Речь идет о том, чтобы взять большой набор данных и выполнить несколько методов, которым обучали, чтобы создать модели, которые наилучшим образом соответствуют выбранным переменным.
Я пытаюсь построить регрессионную модель для своих данных, в которой у меня 9870 строк и 40 столбцов в наборе данных. Это первый раз, когда я пробую CV на регрессии, и у меня возникли проблемы с частотой ошибок в сложности моей модели.
Я придумал модель линии регрессии, и у меня были значения R в квадрате ~0,94, поэтому я думал, что вполне уверен в модели, которая у меня была. Вот модель:
bluegoldmodel = lm(blueTotalGold~blueTotalMinionsKilled blueTotalJungleMinionsKilled
blueTowersDestroyed poly(blueKills, k, raw=TRUE) blueDeaths blueAssists)

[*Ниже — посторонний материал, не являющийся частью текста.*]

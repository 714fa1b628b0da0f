//! Tracing/logging initialization.

use tracing_subscriber::EnvFilter;

use crate::config::LogFormat;

/// Initialize tracing for the process. `RUST_LOG` sets the filter, default
/// `info`.
///
/// Safe to call multiple times (subsequent calls are no-ops).
pub fn init(format: LogFormat) {
    let filter = EnvFilter::try_from_default_env()
        .unwrap_or_else(|_| EnvFilter::new("info"));

    let builder = tracing_subscriber::fmt().with_env_filter(filter);
    let _ = match format {
        LogFormat::Json => builder
            .json()
            .with_timer(tracing_subscriber::fmt::time::SystemTime)
            .with_target(false)
            .try_init(),
        LogFormat::Pretty => builder.try_init(),
    };
}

а вот скорректированный R-sq и значение R-sq для 5 степеней полинома:
> adjrsqds
[1] 0.9398365 0.9406523 0.9406540 0.9406494 0.9406435
> rsqVals
[1] 0.9398730 0.9406943 0.9407021 0.9407035 0.9407036
но когда я пытаюсь построить ошибку для этой регрессионной модели, частота ошибок просто слишком велика.
> set.seed(17)
> k.fold.errors.10 = rep(0,10)
> for(i in 1:5){
bluegoldmodel = glm(blueTotalGold~blueTotalMinionsKilled blueTotalJungleMinionsKilled
blueTowersDestroyed poly(blueKills, i, raw=TRUE) blueDeaths blueAssists)
k.fold.errors.10[i] = cv.glm(LDRG, bluegoldmodel, k=10)$delta[1]
}
Результаты:
> k.fold.errors.10
[1] 141987.9 140079.3 140066.1 140118.3 140108.4 0.0 0.0 0.0 0.0 0.0
Кто-нибудь знает, как обойти эту проблему? Я приношу извинения, если кодирование неорганизованно.
Я провел некоторое исследование и обнаружил, что мне нужно реализовать(?) подмножества, но я не совсем уверен, как это закодировать в R.
Если бы кто-нибудь мог мне помочь, это было бы здорово!